Exercise instructions
Each line from the opening of the records that follow to the line with "pub type Result<T>" needs to be written out exactly. Add nothing.

Data for this exercise below:

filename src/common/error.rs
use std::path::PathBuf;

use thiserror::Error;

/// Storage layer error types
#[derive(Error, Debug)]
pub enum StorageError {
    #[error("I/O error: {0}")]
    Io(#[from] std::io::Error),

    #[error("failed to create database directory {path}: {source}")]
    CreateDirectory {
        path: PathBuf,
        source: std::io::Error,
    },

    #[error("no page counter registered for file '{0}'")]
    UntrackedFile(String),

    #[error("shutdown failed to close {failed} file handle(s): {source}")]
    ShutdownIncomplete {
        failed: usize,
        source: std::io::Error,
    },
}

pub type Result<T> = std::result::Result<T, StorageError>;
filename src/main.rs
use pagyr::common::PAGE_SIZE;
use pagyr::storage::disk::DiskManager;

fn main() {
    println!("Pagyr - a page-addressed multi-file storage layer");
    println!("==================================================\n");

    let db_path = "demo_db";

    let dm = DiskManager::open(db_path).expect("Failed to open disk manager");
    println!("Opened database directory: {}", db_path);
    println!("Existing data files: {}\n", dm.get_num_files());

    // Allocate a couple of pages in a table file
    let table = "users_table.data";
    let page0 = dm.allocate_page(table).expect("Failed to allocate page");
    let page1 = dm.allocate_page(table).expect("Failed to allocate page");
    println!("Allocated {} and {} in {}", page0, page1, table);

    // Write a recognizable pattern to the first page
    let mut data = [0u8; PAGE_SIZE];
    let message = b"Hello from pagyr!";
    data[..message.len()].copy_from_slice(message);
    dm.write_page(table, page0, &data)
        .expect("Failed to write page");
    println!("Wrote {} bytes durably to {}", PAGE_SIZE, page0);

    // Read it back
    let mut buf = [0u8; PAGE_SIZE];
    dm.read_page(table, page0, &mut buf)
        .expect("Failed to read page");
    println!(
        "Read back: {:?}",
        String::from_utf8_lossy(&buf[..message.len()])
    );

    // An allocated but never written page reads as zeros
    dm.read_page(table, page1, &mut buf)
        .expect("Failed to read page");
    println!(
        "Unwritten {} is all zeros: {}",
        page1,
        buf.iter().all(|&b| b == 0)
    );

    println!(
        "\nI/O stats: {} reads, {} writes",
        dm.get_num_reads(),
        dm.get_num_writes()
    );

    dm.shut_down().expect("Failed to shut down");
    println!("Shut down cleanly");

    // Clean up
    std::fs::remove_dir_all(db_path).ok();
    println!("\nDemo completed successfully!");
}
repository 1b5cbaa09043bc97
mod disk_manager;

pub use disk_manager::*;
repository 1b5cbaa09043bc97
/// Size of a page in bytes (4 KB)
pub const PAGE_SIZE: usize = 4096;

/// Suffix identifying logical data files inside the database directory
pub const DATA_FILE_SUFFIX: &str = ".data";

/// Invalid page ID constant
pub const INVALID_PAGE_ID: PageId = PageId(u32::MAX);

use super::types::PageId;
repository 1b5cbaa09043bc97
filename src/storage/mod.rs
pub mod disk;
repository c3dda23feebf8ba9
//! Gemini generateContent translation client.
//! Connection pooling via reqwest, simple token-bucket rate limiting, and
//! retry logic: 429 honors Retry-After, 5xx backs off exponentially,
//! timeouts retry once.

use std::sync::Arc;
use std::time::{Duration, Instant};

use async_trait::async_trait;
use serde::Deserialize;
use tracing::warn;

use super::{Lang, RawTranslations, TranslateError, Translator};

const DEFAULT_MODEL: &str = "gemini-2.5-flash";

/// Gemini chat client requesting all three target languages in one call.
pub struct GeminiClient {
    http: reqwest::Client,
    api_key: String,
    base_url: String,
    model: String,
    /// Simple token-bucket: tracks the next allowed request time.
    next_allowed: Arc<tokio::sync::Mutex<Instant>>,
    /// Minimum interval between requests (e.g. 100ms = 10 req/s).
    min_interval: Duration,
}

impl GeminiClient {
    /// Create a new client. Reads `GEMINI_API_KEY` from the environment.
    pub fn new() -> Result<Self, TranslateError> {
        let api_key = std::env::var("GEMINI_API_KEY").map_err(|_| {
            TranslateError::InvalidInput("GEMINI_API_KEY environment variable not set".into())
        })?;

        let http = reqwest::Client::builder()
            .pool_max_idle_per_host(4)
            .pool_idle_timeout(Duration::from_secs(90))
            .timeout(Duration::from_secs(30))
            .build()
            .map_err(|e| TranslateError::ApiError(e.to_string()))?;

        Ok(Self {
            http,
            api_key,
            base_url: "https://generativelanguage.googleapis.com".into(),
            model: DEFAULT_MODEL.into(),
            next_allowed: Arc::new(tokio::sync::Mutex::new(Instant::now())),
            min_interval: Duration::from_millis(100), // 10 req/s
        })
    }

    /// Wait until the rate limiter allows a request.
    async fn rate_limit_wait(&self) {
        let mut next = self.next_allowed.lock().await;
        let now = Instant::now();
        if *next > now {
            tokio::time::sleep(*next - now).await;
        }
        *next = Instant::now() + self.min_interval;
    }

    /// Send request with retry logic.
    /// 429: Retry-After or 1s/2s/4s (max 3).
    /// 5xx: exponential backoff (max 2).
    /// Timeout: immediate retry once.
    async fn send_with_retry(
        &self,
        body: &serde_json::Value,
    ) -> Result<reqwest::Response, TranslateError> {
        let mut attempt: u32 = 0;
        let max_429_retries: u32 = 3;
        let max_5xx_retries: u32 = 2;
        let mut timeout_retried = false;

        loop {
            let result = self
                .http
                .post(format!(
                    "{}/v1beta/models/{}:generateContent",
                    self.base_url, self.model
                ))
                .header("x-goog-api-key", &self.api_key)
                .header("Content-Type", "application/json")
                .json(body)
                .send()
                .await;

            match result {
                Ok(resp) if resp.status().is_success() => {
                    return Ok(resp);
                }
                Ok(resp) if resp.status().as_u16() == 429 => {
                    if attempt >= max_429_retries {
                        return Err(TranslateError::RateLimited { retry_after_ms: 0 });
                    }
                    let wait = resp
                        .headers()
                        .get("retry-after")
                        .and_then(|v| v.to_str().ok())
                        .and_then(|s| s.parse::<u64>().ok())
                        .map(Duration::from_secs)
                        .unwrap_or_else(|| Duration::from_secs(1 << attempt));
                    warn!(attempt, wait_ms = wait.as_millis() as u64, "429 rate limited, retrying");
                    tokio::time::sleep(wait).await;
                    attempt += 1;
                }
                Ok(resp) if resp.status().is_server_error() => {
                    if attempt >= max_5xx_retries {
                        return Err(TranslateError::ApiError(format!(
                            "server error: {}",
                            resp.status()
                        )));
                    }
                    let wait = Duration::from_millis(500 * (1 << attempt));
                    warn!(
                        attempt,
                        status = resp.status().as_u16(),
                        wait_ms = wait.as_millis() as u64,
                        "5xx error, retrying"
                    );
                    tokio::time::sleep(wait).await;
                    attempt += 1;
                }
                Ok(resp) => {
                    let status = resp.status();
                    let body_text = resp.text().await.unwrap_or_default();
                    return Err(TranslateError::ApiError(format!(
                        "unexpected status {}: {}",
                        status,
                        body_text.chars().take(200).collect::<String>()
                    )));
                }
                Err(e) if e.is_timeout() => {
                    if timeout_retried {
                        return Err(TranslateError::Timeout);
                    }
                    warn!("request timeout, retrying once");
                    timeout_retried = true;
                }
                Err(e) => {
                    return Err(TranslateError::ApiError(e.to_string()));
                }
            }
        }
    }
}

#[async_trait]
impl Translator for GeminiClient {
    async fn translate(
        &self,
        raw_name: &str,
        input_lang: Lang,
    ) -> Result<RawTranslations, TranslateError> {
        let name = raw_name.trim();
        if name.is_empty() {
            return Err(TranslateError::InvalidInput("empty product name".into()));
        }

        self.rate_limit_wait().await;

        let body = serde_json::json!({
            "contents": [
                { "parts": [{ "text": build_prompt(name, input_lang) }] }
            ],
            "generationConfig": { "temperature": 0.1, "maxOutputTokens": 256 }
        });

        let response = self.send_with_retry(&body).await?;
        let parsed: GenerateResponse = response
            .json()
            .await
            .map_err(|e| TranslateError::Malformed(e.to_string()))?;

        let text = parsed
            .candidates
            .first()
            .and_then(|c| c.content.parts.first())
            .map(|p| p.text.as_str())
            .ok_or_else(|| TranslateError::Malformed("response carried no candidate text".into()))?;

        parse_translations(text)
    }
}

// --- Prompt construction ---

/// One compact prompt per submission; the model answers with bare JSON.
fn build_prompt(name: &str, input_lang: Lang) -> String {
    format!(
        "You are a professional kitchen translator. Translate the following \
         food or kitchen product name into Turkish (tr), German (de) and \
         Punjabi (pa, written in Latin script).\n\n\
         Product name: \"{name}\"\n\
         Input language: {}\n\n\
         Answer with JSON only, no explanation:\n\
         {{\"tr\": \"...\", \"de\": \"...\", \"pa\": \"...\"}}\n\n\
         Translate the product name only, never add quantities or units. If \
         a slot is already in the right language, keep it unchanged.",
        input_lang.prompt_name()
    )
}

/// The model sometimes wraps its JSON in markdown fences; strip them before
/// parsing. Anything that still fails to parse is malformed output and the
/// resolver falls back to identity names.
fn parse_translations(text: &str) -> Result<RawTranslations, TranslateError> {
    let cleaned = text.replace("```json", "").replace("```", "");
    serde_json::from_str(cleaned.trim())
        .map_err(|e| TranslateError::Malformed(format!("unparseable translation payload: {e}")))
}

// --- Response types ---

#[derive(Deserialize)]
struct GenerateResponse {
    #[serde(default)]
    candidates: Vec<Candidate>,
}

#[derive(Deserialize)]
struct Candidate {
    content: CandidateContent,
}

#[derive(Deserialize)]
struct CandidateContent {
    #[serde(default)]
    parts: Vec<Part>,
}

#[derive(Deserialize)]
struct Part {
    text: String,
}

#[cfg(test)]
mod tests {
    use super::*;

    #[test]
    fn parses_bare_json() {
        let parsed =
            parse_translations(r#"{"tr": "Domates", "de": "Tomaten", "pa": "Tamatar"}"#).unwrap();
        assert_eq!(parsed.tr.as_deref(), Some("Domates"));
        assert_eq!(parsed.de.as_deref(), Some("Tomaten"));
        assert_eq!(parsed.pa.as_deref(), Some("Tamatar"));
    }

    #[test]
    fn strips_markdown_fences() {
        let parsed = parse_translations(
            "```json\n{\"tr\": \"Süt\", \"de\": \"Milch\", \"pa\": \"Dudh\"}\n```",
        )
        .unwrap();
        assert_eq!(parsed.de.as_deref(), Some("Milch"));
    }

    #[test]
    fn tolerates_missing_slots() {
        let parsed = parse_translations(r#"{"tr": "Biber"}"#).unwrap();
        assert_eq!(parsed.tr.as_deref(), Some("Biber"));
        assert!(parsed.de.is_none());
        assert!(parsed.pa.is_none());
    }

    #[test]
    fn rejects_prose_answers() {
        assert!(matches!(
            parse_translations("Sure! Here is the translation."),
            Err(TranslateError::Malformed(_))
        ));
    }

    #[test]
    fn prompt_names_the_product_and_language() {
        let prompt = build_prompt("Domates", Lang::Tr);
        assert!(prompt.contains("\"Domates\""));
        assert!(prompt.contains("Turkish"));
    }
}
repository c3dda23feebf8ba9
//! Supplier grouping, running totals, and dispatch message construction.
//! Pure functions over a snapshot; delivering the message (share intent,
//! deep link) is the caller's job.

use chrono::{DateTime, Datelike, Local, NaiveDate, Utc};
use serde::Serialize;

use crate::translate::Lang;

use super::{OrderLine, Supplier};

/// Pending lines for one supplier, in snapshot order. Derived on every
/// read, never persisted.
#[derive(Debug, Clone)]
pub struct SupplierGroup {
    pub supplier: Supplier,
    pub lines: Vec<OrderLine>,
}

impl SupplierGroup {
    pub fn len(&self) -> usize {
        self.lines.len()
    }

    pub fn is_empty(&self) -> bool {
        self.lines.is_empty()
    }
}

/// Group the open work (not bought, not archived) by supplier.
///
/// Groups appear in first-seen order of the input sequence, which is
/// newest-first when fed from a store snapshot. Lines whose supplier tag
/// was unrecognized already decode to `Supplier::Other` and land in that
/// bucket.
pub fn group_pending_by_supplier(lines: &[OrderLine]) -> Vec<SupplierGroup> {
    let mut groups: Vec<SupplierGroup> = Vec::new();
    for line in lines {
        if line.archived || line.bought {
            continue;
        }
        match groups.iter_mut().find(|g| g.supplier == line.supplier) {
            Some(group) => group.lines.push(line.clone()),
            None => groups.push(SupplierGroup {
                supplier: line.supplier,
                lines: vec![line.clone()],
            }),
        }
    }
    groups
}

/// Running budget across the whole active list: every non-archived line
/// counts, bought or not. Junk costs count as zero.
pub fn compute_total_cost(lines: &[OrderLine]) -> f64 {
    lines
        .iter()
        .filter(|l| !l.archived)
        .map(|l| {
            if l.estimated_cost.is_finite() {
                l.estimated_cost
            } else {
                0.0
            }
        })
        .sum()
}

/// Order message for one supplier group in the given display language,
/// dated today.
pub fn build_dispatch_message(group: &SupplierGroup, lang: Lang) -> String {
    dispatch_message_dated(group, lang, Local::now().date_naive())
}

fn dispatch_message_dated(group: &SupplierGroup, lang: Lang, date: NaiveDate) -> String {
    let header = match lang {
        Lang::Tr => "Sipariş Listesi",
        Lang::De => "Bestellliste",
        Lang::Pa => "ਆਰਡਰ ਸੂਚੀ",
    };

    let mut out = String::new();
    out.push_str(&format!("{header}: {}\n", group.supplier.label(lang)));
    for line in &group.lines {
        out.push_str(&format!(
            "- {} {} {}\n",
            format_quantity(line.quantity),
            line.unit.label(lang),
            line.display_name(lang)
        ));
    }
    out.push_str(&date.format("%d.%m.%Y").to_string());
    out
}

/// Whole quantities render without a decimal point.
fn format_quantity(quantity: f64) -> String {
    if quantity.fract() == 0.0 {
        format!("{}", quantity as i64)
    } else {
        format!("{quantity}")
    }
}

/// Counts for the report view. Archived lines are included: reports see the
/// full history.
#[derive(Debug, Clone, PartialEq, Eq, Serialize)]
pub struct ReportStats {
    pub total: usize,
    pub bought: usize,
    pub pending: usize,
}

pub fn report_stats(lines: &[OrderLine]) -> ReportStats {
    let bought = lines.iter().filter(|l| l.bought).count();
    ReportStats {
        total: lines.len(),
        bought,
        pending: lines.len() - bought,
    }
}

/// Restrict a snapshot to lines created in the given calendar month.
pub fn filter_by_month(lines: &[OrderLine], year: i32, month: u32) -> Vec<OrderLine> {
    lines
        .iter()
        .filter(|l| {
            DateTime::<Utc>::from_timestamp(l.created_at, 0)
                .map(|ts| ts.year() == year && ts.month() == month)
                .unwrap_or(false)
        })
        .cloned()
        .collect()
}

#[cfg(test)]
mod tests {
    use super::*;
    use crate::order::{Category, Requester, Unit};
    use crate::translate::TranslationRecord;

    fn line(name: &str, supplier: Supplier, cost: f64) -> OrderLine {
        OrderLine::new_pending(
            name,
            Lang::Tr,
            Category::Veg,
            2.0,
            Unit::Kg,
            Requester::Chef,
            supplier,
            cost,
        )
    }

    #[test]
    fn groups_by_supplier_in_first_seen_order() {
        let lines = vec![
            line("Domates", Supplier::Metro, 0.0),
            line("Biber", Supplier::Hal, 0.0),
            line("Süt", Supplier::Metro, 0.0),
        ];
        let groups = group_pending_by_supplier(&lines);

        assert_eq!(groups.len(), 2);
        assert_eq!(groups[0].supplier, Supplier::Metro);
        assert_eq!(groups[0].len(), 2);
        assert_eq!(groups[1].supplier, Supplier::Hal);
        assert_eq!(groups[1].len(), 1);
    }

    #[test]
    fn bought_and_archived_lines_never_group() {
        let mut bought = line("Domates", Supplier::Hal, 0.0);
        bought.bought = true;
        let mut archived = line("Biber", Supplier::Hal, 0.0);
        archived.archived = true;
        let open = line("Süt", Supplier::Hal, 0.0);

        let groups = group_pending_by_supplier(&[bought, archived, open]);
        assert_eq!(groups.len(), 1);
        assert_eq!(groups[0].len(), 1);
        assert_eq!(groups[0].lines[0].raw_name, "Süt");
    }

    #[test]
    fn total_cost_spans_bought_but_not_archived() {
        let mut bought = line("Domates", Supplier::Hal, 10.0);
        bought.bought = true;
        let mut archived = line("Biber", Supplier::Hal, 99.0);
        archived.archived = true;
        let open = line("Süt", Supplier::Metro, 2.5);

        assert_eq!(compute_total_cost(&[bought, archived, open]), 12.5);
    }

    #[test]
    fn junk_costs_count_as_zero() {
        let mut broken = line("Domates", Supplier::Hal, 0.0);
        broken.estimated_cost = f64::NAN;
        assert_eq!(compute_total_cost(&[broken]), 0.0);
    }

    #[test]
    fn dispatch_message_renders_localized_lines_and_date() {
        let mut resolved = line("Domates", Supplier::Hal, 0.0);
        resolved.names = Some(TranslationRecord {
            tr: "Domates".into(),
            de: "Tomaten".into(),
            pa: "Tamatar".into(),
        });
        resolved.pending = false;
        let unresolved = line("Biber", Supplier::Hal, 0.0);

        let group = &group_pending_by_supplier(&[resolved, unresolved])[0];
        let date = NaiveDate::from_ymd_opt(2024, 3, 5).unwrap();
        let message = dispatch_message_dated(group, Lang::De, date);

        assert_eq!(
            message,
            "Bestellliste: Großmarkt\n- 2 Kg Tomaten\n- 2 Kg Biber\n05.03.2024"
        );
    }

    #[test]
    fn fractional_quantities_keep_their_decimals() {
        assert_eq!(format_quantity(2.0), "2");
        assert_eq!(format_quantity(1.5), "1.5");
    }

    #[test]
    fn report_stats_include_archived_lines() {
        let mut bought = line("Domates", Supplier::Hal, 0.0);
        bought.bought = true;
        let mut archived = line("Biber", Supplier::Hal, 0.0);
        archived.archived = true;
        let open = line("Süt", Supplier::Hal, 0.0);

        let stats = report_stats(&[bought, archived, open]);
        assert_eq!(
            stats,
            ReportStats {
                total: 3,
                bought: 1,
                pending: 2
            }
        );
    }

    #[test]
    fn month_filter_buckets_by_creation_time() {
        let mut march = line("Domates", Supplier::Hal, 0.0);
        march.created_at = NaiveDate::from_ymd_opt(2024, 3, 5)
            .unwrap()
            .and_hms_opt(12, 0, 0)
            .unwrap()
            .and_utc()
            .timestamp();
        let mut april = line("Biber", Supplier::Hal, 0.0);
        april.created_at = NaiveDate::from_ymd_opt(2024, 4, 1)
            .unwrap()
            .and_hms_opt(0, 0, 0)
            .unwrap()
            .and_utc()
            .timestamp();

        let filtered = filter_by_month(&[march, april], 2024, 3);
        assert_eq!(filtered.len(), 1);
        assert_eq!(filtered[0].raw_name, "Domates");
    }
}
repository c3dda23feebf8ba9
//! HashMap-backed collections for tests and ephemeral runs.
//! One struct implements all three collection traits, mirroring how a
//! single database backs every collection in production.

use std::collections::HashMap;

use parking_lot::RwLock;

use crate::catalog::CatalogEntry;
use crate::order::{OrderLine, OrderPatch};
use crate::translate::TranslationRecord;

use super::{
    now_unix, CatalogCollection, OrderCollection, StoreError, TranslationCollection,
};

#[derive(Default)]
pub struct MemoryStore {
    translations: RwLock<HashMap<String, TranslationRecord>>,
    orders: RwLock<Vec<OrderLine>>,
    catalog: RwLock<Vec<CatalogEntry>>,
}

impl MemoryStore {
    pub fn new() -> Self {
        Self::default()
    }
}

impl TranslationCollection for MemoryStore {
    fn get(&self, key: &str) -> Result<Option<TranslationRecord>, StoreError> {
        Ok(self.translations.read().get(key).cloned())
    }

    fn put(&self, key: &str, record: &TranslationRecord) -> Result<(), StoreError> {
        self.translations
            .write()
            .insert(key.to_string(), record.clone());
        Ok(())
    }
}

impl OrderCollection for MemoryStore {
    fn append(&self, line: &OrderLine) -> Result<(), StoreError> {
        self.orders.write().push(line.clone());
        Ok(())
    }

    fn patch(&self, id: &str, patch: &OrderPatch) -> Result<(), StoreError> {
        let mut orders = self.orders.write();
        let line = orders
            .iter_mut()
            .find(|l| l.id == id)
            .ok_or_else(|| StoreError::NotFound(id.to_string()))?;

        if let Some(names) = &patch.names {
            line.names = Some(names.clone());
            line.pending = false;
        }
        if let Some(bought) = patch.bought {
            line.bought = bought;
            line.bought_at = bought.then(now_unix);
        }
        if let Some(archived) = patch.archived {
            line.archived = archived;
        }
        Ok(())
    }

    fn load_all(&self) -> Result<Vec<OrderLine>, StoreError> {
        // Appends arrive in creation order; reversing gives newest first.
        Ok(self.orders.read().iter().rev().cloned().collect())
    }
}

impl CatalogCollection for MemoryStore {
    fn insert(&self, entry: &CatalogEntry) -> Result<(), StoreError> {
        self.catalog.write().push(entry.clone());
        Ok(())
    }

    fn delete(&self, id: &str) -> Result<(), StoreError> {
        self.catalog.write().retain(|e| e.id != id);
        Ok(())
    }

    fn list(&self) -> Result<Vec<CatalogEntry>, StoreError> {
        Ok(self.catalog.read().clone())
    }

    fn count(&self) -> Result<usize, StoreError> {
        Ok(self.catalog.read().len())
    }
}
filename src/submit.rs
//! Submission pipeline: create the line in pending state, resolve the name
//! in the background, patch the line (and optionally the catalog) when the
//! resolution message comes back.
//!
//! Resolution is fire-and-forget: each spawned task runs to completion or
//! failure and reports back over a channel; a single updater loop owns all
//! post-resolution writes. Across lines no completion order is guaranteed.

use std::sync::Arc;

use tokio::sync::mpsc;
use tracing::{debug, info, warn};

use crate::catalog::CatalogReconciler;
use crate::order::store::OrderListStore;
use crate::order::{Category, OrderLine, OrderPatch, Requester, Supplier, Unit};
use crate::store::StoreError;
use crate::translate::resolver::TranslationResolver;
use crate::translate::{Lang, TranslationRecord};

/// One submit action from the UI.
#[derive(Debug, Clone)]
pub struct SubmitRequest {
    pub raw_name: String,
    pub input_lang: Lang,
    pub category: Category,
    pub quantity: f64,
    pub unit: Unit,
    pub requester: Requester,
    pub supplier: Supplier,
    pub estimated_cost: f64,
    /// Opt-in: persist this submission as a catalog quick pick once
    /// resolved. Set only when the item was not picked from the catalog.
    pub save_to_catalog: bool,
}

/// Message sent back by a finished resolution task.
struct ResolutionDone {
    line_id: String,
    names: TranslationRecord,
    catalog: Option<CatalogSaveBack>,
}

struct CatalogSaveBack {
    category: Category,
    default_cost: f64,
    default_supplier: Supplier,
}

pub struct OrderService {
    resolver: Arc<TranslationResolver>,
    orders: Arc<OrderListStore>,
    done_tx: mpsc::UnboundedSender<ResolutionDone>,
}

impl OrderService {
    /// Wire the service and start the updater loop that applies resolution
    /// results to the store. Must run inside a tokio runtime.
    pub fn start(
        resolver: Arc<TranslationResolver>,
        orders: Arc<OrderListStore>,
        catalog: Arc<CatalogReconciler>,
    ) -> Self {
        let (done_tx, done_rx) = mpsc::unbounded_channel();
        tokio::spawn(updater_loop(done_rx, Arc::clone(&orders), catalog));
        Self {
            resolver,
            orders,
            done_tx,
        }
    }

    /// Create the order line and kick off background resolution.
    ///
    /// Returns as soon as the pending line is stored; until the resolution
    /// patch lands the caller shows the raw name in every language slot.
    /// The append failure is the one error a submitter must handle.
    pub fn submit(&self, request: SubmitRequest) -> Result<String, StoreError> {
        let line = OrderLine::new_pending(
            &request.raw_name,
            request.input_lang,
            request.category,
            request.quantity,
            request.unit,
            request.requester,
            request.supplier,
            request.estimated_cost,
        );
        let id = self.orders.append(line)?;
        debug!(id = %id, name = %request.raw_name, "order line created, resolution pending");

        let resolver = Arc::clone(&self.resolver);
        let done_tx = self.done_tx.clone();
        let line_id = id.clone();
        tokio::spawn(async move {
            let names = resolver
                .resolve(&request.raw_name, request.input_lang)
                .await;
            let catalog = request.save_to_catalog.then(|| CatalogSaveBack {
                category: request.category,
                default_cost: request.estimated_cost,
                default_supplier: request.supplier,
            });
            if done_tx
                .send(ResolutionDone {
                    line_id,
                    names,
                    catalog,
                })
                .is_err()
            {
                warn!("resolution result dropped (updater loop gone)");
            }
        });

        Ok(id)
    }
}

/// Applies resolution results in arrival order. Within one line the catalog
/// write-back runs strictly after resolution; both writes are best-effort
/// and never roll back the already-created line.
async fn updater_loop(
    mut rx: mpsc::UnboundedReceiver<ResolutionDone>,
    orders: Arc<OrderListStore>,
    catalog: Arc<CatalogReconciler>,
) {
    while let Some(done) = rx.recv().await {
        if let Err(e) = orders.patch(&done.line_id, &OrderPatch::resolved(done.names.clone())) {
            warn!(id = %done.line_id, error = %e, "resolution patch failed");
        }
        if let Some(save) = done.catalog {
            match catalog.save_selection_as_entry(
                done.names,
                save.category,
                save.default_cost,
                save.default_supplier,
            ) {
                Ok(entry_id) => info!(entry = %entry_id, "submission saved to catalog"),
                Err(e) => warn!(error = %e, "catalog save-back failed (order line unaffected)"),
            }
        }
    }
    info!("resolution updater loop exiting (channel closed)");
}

End of Data for this exercise.

Exercise response
filename src/common/error.rs
use std::path::PathBuf;

use thiserror::Error;

/// Storage layer error types
#[derive(Error, Debug)]
pub enum StorageError {
    #[error("I/O error: {0}")]
    Io(#[from] std::io::Error),

    #[error("failed to create database directory {path}: {source}")]
    CreateDirectory {
        path: PathBuf,
        source: std::io::Error,
    },

    #[error("no page counter registered for file '{0}'")]
    UntrackedFile(String),

    #[error("shutdown failed to close {failed} file handle(s): {source}")]
    ShutdownIncomplete {
        failed: usize,
        source: std::io::Error,
    },
}

pub type Result<T> = std::result::Result<T, StorageError>;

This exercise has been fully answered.